• _TASK ITEM_
Look for the string "struct" in the data below, and copy each line that holds it.

• _RECORD EXCERPTS_
//! Shared run bookkeeping
//!
//! A `TestController` tracks failure state for the sibling sessions of one
//! logical test (one per browser). A fatal error stops every sibling; a
//! local error stops only its own index. `GlobalState` holds the few pieces
//! of cross-test state a runner owns, always passed in explicitly.

use ocular_common::Error;
use parking_lot::Mutex;
use std::collections::HashSet;
use std::sync::atomic::{AtomicBool, AtomicUsize, Ordering};
use std::sync::Arc;
use tokio_util::sync::CancellationToken;
use tracing::warn;

pub struct TestController {
    errors: Mutex<Vec<Option<Arc<Error>>>>,
    fatal: Mutex<Option<Arc<Error>>>,
    render_ids: Mutex<Vec<Vec<String>>>,
    skip_abort: Mutex<Vec<bool>>,
    aborted_by_user: AtomicBool,
    fatal_token: CancellationToken,
    index_tokens: Vec<CancellationToken>,
}

impl TestController {
    pub fn new(browser_count: usize) -> Self {
        let fatal_token = CancellationToken::new();
        let index_tokens = (0..browser_count)
            .map(|_| fatal_token.child_token())
            .collect();
        Self {
            errors: Mutex::new(vec![None; browser_count]),
            fatal: Mutex::new(None),
            render_ids: Mutex::new(vec![Vec::new(); browser_count]),
            skip_abort: Mutex::new(vec![false; browser_count]),
            aborted_by_user: AtomicBool::new(false),
            fatal_token,
            index_tokens,
        }
    }

    pub fn browser_count(&self) -> usize {
        self.index_tokens.len()
    }

    /// Record an error local to one browser index. The first error for an
    /// index wins; later ones are logged and dropped.
    pub fn set_error(&self, index: usize, error: Error) {
        let mut errors = self.errors.lock();
        match errors.get_mut(index) {
            Some(slot) if slot.is_none() => {
                *slot = Some(Arc::new(error));
                if let Some(token) = self.index_tokens.get(index) {
                    token.cancel();
                }
            }
            Some(_) => warn!(index, %error, "error after index already failed"),
            None => warn!(index, %error, "error for unknown browser index"),
        }
    }

    /// Record a fatal error: terminal for every index. Set-once; cancelling
    /// the fatal token cancels every per-index token.
    pub fn set_fatal(&self, error: Error) {
        let mut fatal = self.fatal.lock();
        if fatal.is_none() {
            *fatal = Some(Arc::new(error));
            self.fatal_token.cancel();
        } else {
            warn!(%error, "fatal error after run already failed");
        }
    }

    /// The error that applies to this index, fatal taking precedence.
    pub fn error_for(&self, index: usize) -> Option<Arc<Error>> {
        if let Some(fatal) = self.fatal.lock().clone() {
            return Some(fatal);
        }
        self.errors.lock().get(index).cloned().flatten()
    }

    pub fn should_stop_test(&self, index: usize) -> bool {
        self.error_for(index).is_some()
    }

    pub fn should_stop_all(&self) -> bool {
        self.fatal.lock().is_some()
    }

    /// Cancellation token scoped to one browser index.
    pub fn token(&self, index: usize) -> CancellationToken {
        self.index_tokens
            .get(index)
            .cloned()
            .unwrap_or_else(|| self.fatal_token.child_token())
    }

    pub fn add_render_id(&self, index: usize, render_id: String) {
        let mut ids = self.render_ids.lock();
        if let Some(list) = ids.get_mut(index) {
            list.push(render_id);
        }
    }

    pub fn render_ids(&self, index: usize) -> Vec<String> {
        self.render_ids.lock().get(index).cloned().unwrap_or_default()
    }

    pub fn set_skip_abort(&self, index: usize) {
        if let Some(flag) = self.skip_abort.lock().get_mut(index) {
            *flag = true;
        }
    }

    pub fn should_skip_abort(&self, index: usize) -> bool {
        self.skip_abort.lock().get(index).copied().unwrap_or(false)
    }

    pub fn set_aborted_by_user(&self) {
        self.aborted_by_user.store(true, Ordering::SeqCst);
        self.fatal_token.cancel();
    }

    pub fn is_aborted_by_user(&self) -> bool {
        self.aborted_by_user.load(Ordering::SeqCst)
    }
}

/// Cross-test state owned by one runner: batches awaiting close and the
/// count of renders waiting for a throat permit.
#[derive(Default)]
pub struct GlobalState {
    batches_pending_close: Mutex<HashSet<String>>,
    queued_renders: Arc<AtomicUsize>,
}

impl GlobalState {
    pub fn new() -> Self {
        Self::default()
    }

    /// Remember a batch id for end-of-run close. Returns false when the
    /// batch was already registered.
    pub fn note_batch(&self, batch_id: &str) -> bool {
        self.batches_pending_close.lock().insert(batch_id.to_string())
    }

    /// Drain the pending batch set for closing; each id is handed out once.
    pub fn take_batches(&self) -> Vec<String> {
        self.batches_pending_close.lock().drain().collect()
    }

    pub fn queued_renders(&self) -> Arc<AtomicUsize> {
        Arc::clone(&self.queued_renders)
    }

    pub fn queued_render_count(&self) -> usize {
        self.queued_renders.load(Ordering::SeqCst)
    }

    pub fn reset(&self) {
        self.batches_pending_close.lock().clear();
        self.queued_renders.store(0, Ordering::SeqCst);
    }
}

• _RESULT FOR THIS TASK_
pub struct TestController {
pub struct GlobalState {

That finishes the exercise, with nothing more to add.